Handing in your letter of resignation isn’t always an easy task and for many is a daunting process, especially if it is their first time resigning from a position or is an employee’s first placement. Many employees find it difficult to resign in a tactful manner, depending on the factors that surround their scenario and situation when resigning. It is of paramount importance that resignations are handled in a professional and successful manner to avoid or minimise any potential disputes and to avoid risk of libel or defamation.
Most resignation letters will be written in a formal manner and should include the company name, person’s name who the resignation letter is for the attention of, your name, the position that you are resigning from, the number of days’ notice that you are giving and the final date of employment that you will leave the company on. If you’re unable to successfully write a cover letter or you simply require guidance on writing your cover letter, numerous templates are available on the internet by completing a Google search or querying another search engine. The period that you are required to provide for your notice and how you are to provide your notice is likely to be provided in your employment contract.

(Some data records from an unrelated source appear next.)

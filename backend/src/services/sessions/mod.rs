//! # Session Service Module
//!
//! Lifecycle of client sessions under `/api/sessions`.
//!
//! ## Sub-modules:
//! - `create`: Opens a new session with its own work directory.
//! - `status`: What the session currently holds and which job it runs.
//! - `delete`: Drops the session and deletes its files.
//! - `cancel`: Raises the session's cancel flag; the running job stops at the next
//!   row or recipient and keeps what it already produced.
//! - `errors`: Reads or clears the session's error log.

mod cancel;
mod create;
mod delete;
mod errors;
mod status;

use actix_web::web::{delete, get, post, scope};
use actix_web::Scope;

const API_PATH: &str = "/api/sessions";

pub fn configure_routes() -> Scope {
    scope(API_PATH)
        .route("", post().to(create::process))
        .route("/{session_id}", get().to(status::process))
        .route("/{session_id}", delete().to(delete::process))
        .route("/{session_id}/cancel", post().to(cancel::process))
        .route("/{session_id}/errors", get().to(errors::list))
        .route("/{session_id}/errors", delete().to(errors::clear))
}
//! # QR Validation Service
//!
//! Stamps verification QR codes onto the certificates of the last batch run,
//! under `/api/sessions/{session_id}/qr`.
//!
//! ## Sub-modules:
//! - `start`: Background job annotating every certificate into `certificates_with_qr/`.
//! - `issued`: The certificate ids and validation URLs handed out by the last pass.
//! - `archive`: `certificates_with_qr.zip`.
//! - `certificate`: One stamped certificate, for preview.
//!
//! A certificate that could not be stamped keeps its plain version; delivery then
//! attaches that one instead.

mod archive;
mod certificate;
mod issued;
mod start;

use actix_web::web::{get, post, scope};
use actix_web::Scope;

const API_PATH: &str = "/api/sessions/{session_id}/qr";

pub fn configure_routes() -> Scope {
    scope(API_PATH)
        .route("/start", post().to(start::process))
        .route("", get().to(issued::process))
        .route("/archive", get().to(archive::process))
        .route("/{filename}", get().to(certificate::process))
}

When handing in your resignation, there are numerous positive and negative best practices that you should be mindful of to avoid burning any bridges and to minimise any chance of leaving on negative terms.

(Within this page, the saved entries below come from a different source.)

//! # Delivery Job
//!
//! `POST /api/sessions/{session_id}/delivery/send_all` and, through
//! [`schedule_delivery_job`], `POST .../delivery/retry`.
//!
//! ## Workflow:
//!
//! 1.  **Job Scheduling**: the session is claimed for a new job. The credentials, a
//!     copy of the delivery index and the message are snapshotted and the `job_id`
//!     is returned right away.
//!
//! 2.  **Background Processing**: the orchestrator walks the copied index on the
//!     blocking pool, pausing between attempts and honouring the session's cancel
//!     flag. Once a QR pass has run, the QR-stamped certificates are attached; a
//!     file the pass could not stamp goes out in its plain version.
//!
//! 3.  **Publication**: the updated index and the pass report are written back to
//!     the session; every failure also lands in the session's error log.

use crate::config::Config;
use crate::delivery::{AttachmentSource, Credentials, DeliveryOrchestrator, DeliveryService, MessageTemplate, SmtpMailer};
use crate::error::SessionError;
use crate::job_controller::state::{schedule_job, JobsState, ProgressReporter};
use crate::services::finish_job;
use crate::session::SessionsState;
use actix_web::{web, HttpResponse, Responder, ResponseError};
use common::model::delivery::DeliveryIndex;
use common::requests::SendAllRequest;

/// Which records a pass attempts.
#[derive(Debug, Clone, Copy, PartialEq, Eq)]
pub(super) enum DeliveryPass {
    /// Everything not yet sent.
    All,
    /// Only records marked failed.
    Retry,
}

struct DeliveryJob {
    credentials: Credentials,
    index: DeliveryIndex,
    message: MessageTemplate,
    attachments: AttachmentSource,
}

/// `POST /api/sessions/{session_id}/delivery/send_all`
pub(crate) async fn process(
    session_id: web::Path<String>,
    sessions: web::Data<SessionsState>,
    jobs: web::Data<JobsState>,
    config: web::Data<Config>,
    payload: web::Json<SendAllRequest>,
) -> impl Responder {
    let req = payload.into_inner();
    let message = MessageTemplate::new(req.subject, req.body);
    match schedule_delivery_job(&session_id, &sessions, &jobs, &config, DeliveryPass::All, Some(message)).await {
        Ok(job_id) => HttpResponse::Accepted().json(serde_json::json!({ "job_id": job_id })),
        Err(e) => e.error_response(),
    }
}

/// Starts a delivery pass. Without an explicit `message` the last one used in the
/// session is reused, or the default certificate message when there is none.
pub(super) async fn schedule_delivery_job(
    session_id: &str,
    sessions: &SessionsState,
    jobs: &JobsState,
    config: &Config,
    pass: DeliveryPass,
    message: Option<MessageTemplate>,
) -> Result<String, SessionError> {
    let (job_id, cancel, job) = sessions
        .begin_job(session_id, jobs, |session| {
            session.require_batch()?;
            let credentials = session.require_credentials()?;
            let message = message
                .or_else(|| session.last_message.clone())
                .unwrap_or_default();
            if pass == DeliveryPass::All {
                session.last_message = Some(message.clone());
            }
            Ok(DeliveryJob {
                credentials,
                index: session.deliveries.clone(),
                message,
                attachments: session.attachment_source(),
            })
        })
        .await?;

    let orchestrator = DeliveryOrchestrator::new(
        DeliveryService::new(SmtpMailer::new(config.smtp.clone())),
        config.send_delay,
        cancel,
    );
    let sessions = sessions.clone();
    let session_id = session_id.to_string();
    schedule_job(jobs, job_id.clone(), move |progress| {
        let result = delivery_blocking(&sessions, &session_id, &orchestrator, pass, job, progress);
        finish_job(&sessions, &session_id, result)
    });
    Ok(job_id)
}

fn delivery_blocking(
    sessions: &SessionsState,
    session_id: &str,
    orchestrator: &DeliveryOrchestrator<SmtpMailer>,
    pass: DeliveryPass,
    job: DeliveryJob,
    progress: &ProgressReporter,
) -> Result<String, SessionError> {
    let DeliveryJob {
        credentials,
        mut index,
        message,
        attachments,
    } = job;
    let report_progress = |percent| progress.report(percent);

    let report = match pass {
        DeliveryPass::All => {
            orchestrator.send_all(&credentials, &mut index, &message, &attachments, report_progress)
        }
        DeliveryPass::Retry => {
            orchestrator.retry_failed(&credentials, &mut index, &message, &attachments, report_progress)
        }
    };

    let mut outcome = format!(
        "{} of {} emails sent, {} failed",
        report.sent, report.attempted, report.failed
    );
    if report.cancelled {
        outcome.push_str(", cancelled");
    }
    if let Some(reason) = &report.aborted {
        outcome.push_str(&format!(", stopped: {}", reason));
    }

    sessions.blocking_update(session_id, move |session| {
        for failure in &report.failures {
            session.record_error(format!(
                "Failed to send email to {}: {}",
                failure.recipient, failure.reason
            ));
        }
        session.deliveries = index;
        session.last_report = Some(report);
        Ok(())
    })?;
    Ok(outcome)
}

- Hand your notice in face to face, leaving your notice on desks or emailing is unprofessional
- Provide sufficient notice to avoid leaving your employer ‘in the lurch’
- Hold a positive and professional tone in your resignation notice to keep on good terms
- Don’t be uncooperative and refuse or argue about your notice period
- Don’t slander your old employer or colleagues
- Don’t hand your notice in if you’re feeling argumentative or in a bad mood
When handing in your notice, it’s important to remember that it’s in your interest as an employee to leave on good terms with your employer as you will rely on them for a positive reference and if in the future you decide to return to the company, the door is likely to be open if you leave on good terms. If you have a change of heart after handing your letter of resignation in, you can retract your notice if your employer allows it. Retracting your notice is relatively simple and can be as easy as handing your employer a notice stating that you wish to withdraw your notice.